• _Problem requirements_
In the entries below, find each line with the word "errors" and return it.

• _Data for processing_
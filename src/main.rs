//! Heat optimizer entry point: CLI wiring and config-driven scenario runs.

use std::process;

use heat_optimizer::assets::summary::compare;
use heat_optimizer::cli::{self, CliOptions};
use heat_optimizer::config::RunConfig;
use heat_optimizer::io::fields::format_timestamp;
use heat_optimizer::io::{ResultStore, save_simulated};
use heat_optimizer::logging;
use heat_optimizer::runner::{ScenarioRun, run_all};

/// Loads the run configuration: `--config` takes priority, then `--preset`.
fn load_config(cli: &CliOptions) -> RunConfig {
    let preset = cli.preset.as_deref().unwrap_or(cli::DEFAULT_PRESET);
    match RunConfig::load(cli.config.as_deref(), preset) {
        Ok(cfg) => cfg,
        Err(e) => {
            eprintln!("{e}");
            process::exit(1);
        }
    }
}

fn print_run(run: &ScenarioRun) {
    println!("=== Scenario {} ===", run.name);
    println!("{}", run.summary);
    println!();
    for r in &run.run.results {
        println!("{r}");
    }
    for s in &run.run.shortfalls {
        println!(
            "{} | SHORTFALL demand={:.2} MW  unmet={:.2} MW",
            format_timestamp(&s.time),
            s.demand,
            s.unmet
        );
    }
    println!("\n{}\n", run.kpi);
}

fn write_outputs(cli: &CliOptions, config: &RunConfig, runs: &[ScenarioRun]) {
    if let Some(ref out) = cli.out {
        for run in runs {
            let path = out.join(format!("{}_simulated.csv", run.name));
            if let Err(e) = save_simulated(&path, &run.run.results) {
                eprintln!("error: {e}");
                process::exit(1);
            }
            eprintln!("Results written to {}", path.display());
        }
    }

    if cli.save_units {
        let store = ResultStore::new(config.data.output_dir.clone());
        for run in runs {
            match store.save_results(&run.name, &run.units) {
                Ok(path) => eprintln!("Units saved to {}", path.display()),
                Err(e) => {
                    eprintln!("error: {e}");
                    process::exit(1);
                }
            }
        }
        match store.scenarios() {
            Ok(saved) => eprintln!("Saved scenarios: {}", saved.join(", ")),
            Err(e) => eprintln!("error: {e}"),
        }
    }
}

fn main() {
    let cli = match cli::parse_args() {
        Ok(cli) => cli,
        Err(e) => {
            eprintln!("error: {e}");
            cli::print_usage();
            process::exit(2);
        }
    };
    if cli.help {
        cli::print_usage();
        process::exit(0);
    }

    logging::init();

    let mut config = load_config(&cli);
    if let Some(ref dir) = cli.data_dir {
        config.data.dir = dir.clone();
    }

    let errors = config.validate();
    if !errors.is_empty() {
        for e in &errors {
            eprintln!("{e}");
        }
        process::exit(1);
    }

    let runs = match run_all(&config.data, &config.scenarios) {
        Ok(runs) => runs,
        Err(e) => {
            eprintln!("error: {e}");
            process::exit(1);
        }
    };

    for run in &runs {
        print_run(run);
    }

    write_outputs(&cli, &config, &runs);

    if cli.compare {
        match runs.as_slice() {
            [first, second, ..] => {
                println!("{}", compare(&first.name, &first.summary, &second.name, &second.summary));
            }
            _ => {
                eprintln!("error: --compare needs at least two scenarios");
                process::exit(1);
            }
        }
    }

    if cli.serve {
        serve(cli.port, runs);
    }
}

#[cfg(feature = "api")]
fn serve(port: u16, runs: Vec<ScenarioRun>) {
    use std::net::SocketAddr;
    use std::sync::Arc;

    let state = Arc::new(heat_optimizer::api::AppState::new(runs));
    let addr = SocketAddr::from(([0, 0, 0, 0], port));
    let rt = tokio::runtime::Runtime::new().unwrap_or_else(|e| {
        eprintln!("error: failed to create tokio runtime: {e}");
        process::exit(1);
    });
    if let Err(e) = rt.block_on(heat_optimizer::api::serve(state, addr)) {
        eprintln!("error: API server on {addr} failed: {e}");
        process::exit(1);
    }
}

#[cfg(not(feature = "api"))]
fn serve(_port: u16, _runs: Vec<ScenarioRun>) {
    eprintln!("error: --serve requires building with `--features api`");
    process::exit(1);
}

• _Response to this exercise_
    let errors = config.validate();
    if !errors.is_empty() {
        for e in &errors {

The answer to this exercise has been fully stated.